With the help of colleagues Michael LaBarbera, professor of organismal biology and anatomy at Chicago, and Tony O'Dempsey, an expert in photogrammetry, Socha used 3-D flight information from the synchronized recordings of two video cameras to digitally reconstruct the trajectories, speed and body postures of Chrysopelea paradisi, or paradise tree snake, and Chrysopelea ornata, golden tree snake.

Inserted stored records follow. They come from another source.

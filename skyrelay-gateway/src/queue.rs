//! Bounded hand-off queue between the receiver and the dispatcher.

use std::collections::VecDeque;
use std::sync::Arc;
use std::time::Duration;

use parking_lot::Mutex;
use tokio::sync::Notify;
use tokio::time::Instant;

use crate::model::TelemetryBatch;

/// Default number of batches held before the oldest is evicted.
pub const DEFAULT_QUEUE_CAPACITY: usize = 1000;

/// Bounded FIFO with drop-oldest overflow.
///
/// `push` never blocks and is safe to call from synchronous callbacks.
/// `pop_timeout` waits asynchronously for an item.
#[derive(Debug)]
pub struct BatchQueue<T = TelemetryBatch> {
    items: Mutex<VecDeque<T>>,
    capacity: usize,
    available: Notify,
}

/// Shareable queue handle.
pub type SharedQueue = Arc<BatchQueue>;

impl<T> BatchQueue<T> {
    /// Create a queue holding at most `capacity` items (minimum 1).
    pub fn new(capacity: usize) -> Self {
        let capacity = capacity.max(1);
        Self {
            items: Mutex::new(VecDeque::with_capacity(capacity.min(DEFAULT_QUEUE_CAPACITY))),
            capacity,
            available: Notify::new(),
        }
    }

    /// Append an item, evicting and returning the oldest one when full.
    pub fn push(&self, item: T) -> Option<T> {
        let evicted = {
            let mut items = self.items.lock();
            let evicted = if items.len() >= self.capacity {
                items.pop_front()
            } else {
                None
            };
            items.push_back(item);
            evicted
        };

        self.available.notify_one();
        evicted
    }

    /// Take the oldest item without waiting.
    pub fn try_pop(&self) -> Option<T> {
        self.items.lock().pop_front()
    }

    /// Take the oldest item, waiting up to `timeout` for one to arrive.
    pub async fn pop_timeout(&self, timeout: Duration) -> Option<T> {
        let deadline = Instant::now() + timeout;

        loop {
            let notified = self.available.notified();

            if let Some(item) = self.try_pop() {
                return Some(item);
            }

            if tokio::time::timeout_at(deadline, notified).await.is_err() {
                return self.try_pop();
            }
        }
    }

    pub fn len(&self) -> usize {
        self.items.lock().len()
    }

    pub fn is_empty(&self) -> bool {
        self.items.lock().is_empty()
    }

    pub fn capacity(&self) -> usize {
        self.capacity
    }
}

#[cfg(test)]
mod tests {
    use super::*;

    #[test]
    fn test_fifo_order() {
        let queue = BatchQueue::new(10);
        for i in 0..5 {
            assert!(queue.push(i).is_none());
        }

        let drained: Vec<i32> = std::iter::from_fn(|| queue.try_pop()).collect();
        assert_eq!(drained, vec![0, 1, 2, 3, 4]);
        assert!(queue.is_empty());
    }

    #[test]
    fn test_overflow_drops_oldest() {
        let queue = BatchQueue::new(3);
        let evicted: Vec<i32> = (0..5).filter_map(|i| queue.push(i)).collect();

        assert_eq!(evicted, vec![0, 1]);
        assert_eq!(queue.len(), 3);

        let drained: Vec<i32> = std::iter::from_fn(|| queue.try_pop()).collect();
        assert_eq!(drained, vec![2, 3, 4]);
    }

    #[test]
    fn test_zero_capacity_is_clamped() {
        let queue = BatchQueue::new(0);
        assert_eq!(queue.capacity(), 1);
        assert!(queue.push(1).is_none());
        assert_eq!(queue.push(2), Some(1));
    }

    #[tokio::test]
    async fn test_pop_timeout_when_empty() {
        let queue: BatchQueue<u8> = BatchQueue::new(4);
        let started = std::time::Instant::now();

        assert!(queue.pop_timeout(Duration::from_millis(50)).await.is_none());
        assert!(started.elapsed() >= Duration::from_millis(50));
    }

    #[tokio::test]
    async fn test_pop_returns_queued_item_immediately() {
        let queue = BatchQueue::new(4);
        queue.push("a");

        let item = queue.pop_timeout(Duration::from_secs(5)).await;
        assert_eq!(item, Some("a"));
    }

    #[tokio::test(flavor = "multi_thread", worker_threads = 2)]
    async fn test_pop_wakes_on_push() {
        let queue = Arc::new(BatchQueue::new(4));

        let producer = {
            let queue = queue.clone();
            std::thread::spawn(move || {
                std::thread::sleep(Duration::from_millis(30));
                queue.push(99u32);
            })
        };

        let item = queue.pop_timeout(Duration::from_secs(5)).await;
        assert_eq!(item, Some(99));
        producer.join().unwrap();
    }
}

In this study, Socha, who also is a biologist at Argonne National Laboratory, found that paradise tree snakes are true gliders, traveling further horizontally than dropping vertically. The best flight Socha recorded traveled 13 degrees from the horizon at the end of its trajectory.
Socha correlated 19 performance variables, such as glide angle and horizontal speed, of the snake's flight with 16 size and behavior variables, such as mass and snout-vent length, of the animal's body. He found that body length and wave amplitude are important predictors of flight behavior, but wave frequency was not.
"These high-amplitude undulations visually dominate the behavior, yet their frequency is unrelated to the snake's glide performance," Socha said.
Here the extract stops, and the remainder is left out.